* [Brief]
In the entries below, the lines from the one with "Ensure sufficient stack" through the one with "const RED_ZONE: usize = 100 * 1024;" are to be copied exactly; both ends count.

(Stored data entries)
// teko-core - Comparison built-in functions
// Copyright (c) 2025 Tom Waddington. MIT licensed.

//! Comparison operations: =, <, >, <=, >=

use std::cmp::Ordering;

use crate::env::Env;
use crate::error::Result;
use crate::value::Value;

use super::compare_numbers;

// ============================================================================
// Equality
// ============================================================================

pub(crate) fn builtin_eq(args: &[Value], _env: &Env) -> Result<Value> {
    for i in 1..args.len() {
        if args[i - 1] != args[i] {
            return Ok(Value::Boolean(false));
        }
    }
    Ok(Value::Boolean(true))
}

// ============================================================================
// Ordering
// ============================================================================

/// Check that every adjacent pair satisfies `accept`.
fn chain(name: &str, args: &[Value], accept: fn(Ordering) -> bool) -> Result<Value> {
    for i in 1..args.len() {
        match compare_numbers(name, &args[i - 1], &args[i])? {
            Some(ord) if accept(ord) => {}
            _ => return Ok(Value::Boolean(false)),
        }
    }
    // A single argument still has to be a number
    if let [only] = args {
        compare_numbers(name, only, only)?;
    }
    Ok(Value::Boolean(true))
}

pub(crate) fn builtin_lt(args: &[Value], _env: &Env) -> Result<Value> {
    chain("<", args, |o| o == Ordering::Less)
}

pub(crate) fn builtin_gt(args: &[Value], _env: &Env) -> Result<Value> {
    chain(">", args, |o| o == Ordering::Greater)
}

pub(crate) fn builtin_le(args: &[Value], _env: &Env) -> Result<Value> {
    chain("<=", args, |o| o != Ordering::Greater)
}

pub(crate) fn builtin_ge(args: &[Value], _env: &Env) -> Result<Value> {
    chain(">=", args, |o| o != Ordering::Less)
}
// teko-core - Host stack growth for nested evaluation
// Copyright (c) 2025 Tom Waddington. MIT licensed.

//! Stack safety for deep non-tail recursion.
//!
//! Every nested `eval` runs inside [`ensure_sufficient_stack`], so the host
//! stack grows on demand and the configurable eval depth limit is what
//! actually bounds recursion.

/// Ensure sufficient stack space is available before executing `f`.
#[inline]
#[cfg(not(target_arch = "wasm32"))]
pub(crate) fn ensure_sufficient_stack<R>(f: impl FnOnce() -> R) -> R {
    /// Minimum stack space to keep available (100KB red zone).
    const RED_ZONE: usize = 100 * 1024;

    /// Stack space to allocate when growing (1MB).
    const STACK_PER_RECURSION: usize = 1024 * 1024;

    stacker::maybe_grow(RED_ZONE, STACK_PER_RECURSION, f)
}

#[inline]
#[cfg(target_arch = "wasm32")]
pub(crate) fn ensure_sufficient_stack<R>(f: impl FnOnce() -> R) -> R {
    f()
}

* [Answer for this exercise]
/// Ensure sufficient stack space is available before executing `f`.
#[inline]
#[cfg(not(target_arch = "wasm32"))]
pub(crate) fn ensure_sufficient_stack<R>(f: impl FnOnce() -> R) -> R {
    /// Minimum stack space to keep available (100KB red zone).
    const RED_ZONE: usize = 100 * 1024;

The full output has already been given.